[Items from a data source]
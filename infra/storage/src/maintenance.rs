use crate::engine::TMP_MARKER;
use std::path::Path;
use std::time::{Duration, SystemTime};
use tracing::{error, info, warn};
use walkdir::WalkDir;

const STALE_AFTER: Duration = Duration::from_secs(300);

pub(crate) async fn purge_tmp(root: &Path) {
    let root = root.to_path_buf();
    let now = SystemTime::now();

    match tokio::task::spawn_blocking(move || remove_stale(&root, now)).await {
        Ok(0) => {}
        Ok(removed) => info!(removed, "Purged stale temp files"),
        Err(err) => error!(error = %err, "Temp file purge task failed"),
    }
}

fn remove_stale(root: &Path, now: SystemTime) -> usize {
    WalkDir::new(root)
        .into_iter()
        .flatten()
        .filter(|entry| entry.file_type().is_file())
        .filter(|entry| entry.file_name().to_str().is_some_and(|name| name.contains(TMP_MARKER)))
        .filter(|entry| is_stale(entry.path(), now))
        .filter(|entry| match std::fs::remove_file(entry.path()) {
            Ok(()) => true,
            Err(err) => {
                warn!(path = %entry.path().display(), error = %err, "Could not remove temp file");
                false
            }
        })
        .count()
}

fn is_stale(path: &Path, now: SystemTime) -> bool {
    std::fs::metadata(path)
        .and_then(|meta| meta.modified())
        .ok()
        .and_then(|modified| now.duration_since(modified).ok())
        .is_none_or(|age| age > STALE_AFTER)
}

#[cfg(test)]
mod tests {
    use super::*;

    #[test]
    fn removes_only_marked_files_past_the_threshold() {
        let tmp = tempfile::tempdir().unwrap();
        let orphan = tmp.path().join(format!("logo.png{TMP_MARKER}1.1"));
        let keeper = tmp.path().join("logo.png");
        std::fs::write(&orphan, b"x").unwrap();
        std::fs::write(&keeper, b"x").unwrap();

        let later = SystemTime::now() + STALE_AFTER + Duration::from_secs(1);
        assert_eq!(remove_stale(tmp.path(), later), 1);
        assert!(!orphan.exists());
        assert!(keeper.exists());

        std::fs::write(&orphan, b"x").unwrap();
        assert_eq!(remove_stale(tmp.path(), SystemTime::now()), 0);
        assert!(orphan.exists());
    }
}
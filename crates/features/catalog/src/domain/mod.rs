mod brand;
mod form;

pub use brand::{BRAND_URL_PREFIX, Brand, BrandId, LOGO_URL_PREFIX, MODEL_URL_PREFIX, Model};
pub use form::{
    BrandForm, BrandInput, FieldError, FormValues, MAX_NAME_LEN, ValidationFailure, parse_founded,
};
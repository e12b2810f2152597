use axum::Router;
use axum::response::Redirect;
use axum::routing::get;
use showroom_domain::constants::{CATALOG_PATH, UPLOADS_PATH};
use showroom_kernel::server::{ApiState, system_router};
use tower_http::services::ServeDir;
use tower_http::trace::TraceLayer;

/// Assembles every route: the catalog pages, uploaded files, health and the root redirect.
pub fn init(state: ApiState) -> Router {
    let uploads = ServeDir::new(state.storage.root());

    Router::new()
        .route("/", get(|| async { Redirect::to(CATALOG_PATH) }))
        .merge(system_router())
        .merge(showroom_catalog::router(&state.config.upload))
        .nest_service(UPLOADS_PATH, uploads)
        .layer(TraceLayer::new_for_http())
        .with_state(state)
}
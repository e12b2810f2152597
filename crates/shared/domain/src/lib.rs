//! # Domain
//!
//! Plain data shared across the workspace: configuration, table and route constants,
//! and the feature slice registry types. No I/O lives here; the only dependency is `serde`.

pub mod config;
pub mod constants;
pub mod registry;
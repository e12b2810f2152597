use std::borrow::Cow;

#[showroom_derive::showroom_error]
pub enum DatabaseError {
    /// A required builder parameter is missing.
    #[error("Validation error{}: {message}", format_context(.context))]
    Validation { message: Cow<'static, str>, context: Option<Cow<'static, str>> },

    /// The engine could not be reached or stayed unhealthy.
    #[error("Database connection failed{}: {message}", format_context(.context))]
    Connection { message: Cow<'static, str>, context: Option<Cow<'static, str>> },

    #[error("Authentication failed{}: {message}", format_context(.context))]
    Auth { message: Cow<'static, str>, context: Option<Cow<'static, str>> },

    #[error("SurrealDB error{}: {source}", format_context(.context))]
    Surreal {
        #[source]
        source: surrealdb::Error,
        context: Option<Cow<'static, str>>,
    },

    /// A migration failed or an applied script was edited afterwards.
    #[error("Migration error{}: {message}", format_context(.context))]
    Migration { message: Cow<'static, str>, context: Option<Cow<'static, str>> },

    #[error("Internal database error{}: {message}", format_context(.context))]
    Internal { message: Cow<'static, str>, context: Option<Cow<'static, str>> },
}
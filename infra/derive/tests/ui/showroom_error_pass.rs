use showroom_derive::showroom_error;
use std::borrow::Cow;

#[showroom_error]
pub enum UploadError {
    #[error("Unsupported file{}: {message}", format_context(.context))]
    Unsupported { message: Cow<'static, str>, context: Option<Cow<'static, str>> },

    #[error("IO error{}: {source}", format_context(.context))]
    Io {
        #[source]
        source: std::io::Error,
        context: Option<Cow<'static, str>>,
    },

    #[error("Internal error{}: {message}", format_context(.context))]
    Internal { message: Cow<'static, str>, context: Option<Cow<'static, str>> },
}

fn read(path: &str) -> Result<Vec<u8>, UploadError> {
    std::fs::read(path).context("Reading upload")
}

fn main() {
    let err = read("/definitely/not/here").unwrap_err();
    assert!(err.to_string().starts_with("IO error (Reading upload)"));

    let internal: UploadError = "boom".into();
    let with_context = Err::<(), _>(internal).context("Saving logo").unwrap_err();
    assert_eq!(with_context.to_string(), "Internal error (Saving logo): boom");
}
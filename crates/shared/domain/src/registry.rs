//! Type-erased storage for initialized feature slices.

use std::any::{Any, TypeId};
use std::fmt::Debug;

/// Shared state of a feature crate, registered into the server state at startup.
pub trait FeatureSlice: Any + Debug + Send + Sync {
    fn as_any(&self) -> &dyn Any;
}

/// A slice keyed by its concrete type.
#[derive(Debug)]
pub struct InitializedSlice {
    pub id: TypeId,
    pub state: Box<dyn FeatureSlice>,
}

impl InitializedSlice {
    pub fn new<T: FeatureSlice>(state: T) -> Self {
        Self { id: TypeId::of::<T>(), state: Box::new(state) }
    }

    /// Borrows the slice as `T` when that is its concrete type.
    #[must_use]
    pub fn downcast<T: FeatureSlice>(&self) -> Option<&T> {
        self.state.as_any().downcast_ref::<T>()
    }
}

Brief
From the line holding "fn as_any(&self) -> &dyn Any;" to the last line of the records, quote each line exactly and add nothing.

Finished exercise
    fn as_any(&self) -> &dyn Any;
}

/// A slice keyed by its concrete type.
#[derive(Debug)]
pub struct InitializedSlice {
    pub id: TypeId,
    pub state: Box<dyn FeatureSlice>,
}

impl InitializedSlice {
    pub fn new<T: FeatureSlice>(state: T) -> Self {
        Self { id: TypeId::of::<T>(), state: Box::new(state) }
    }

    /// Borrows the slice as `T` when that is its concrete type.
    #[must_use]
    pub fn downcast<T: FeatureSlice>(&self) -> Option<&T> {
        self.state.as_any().downcast_ref::<T>()
    }
}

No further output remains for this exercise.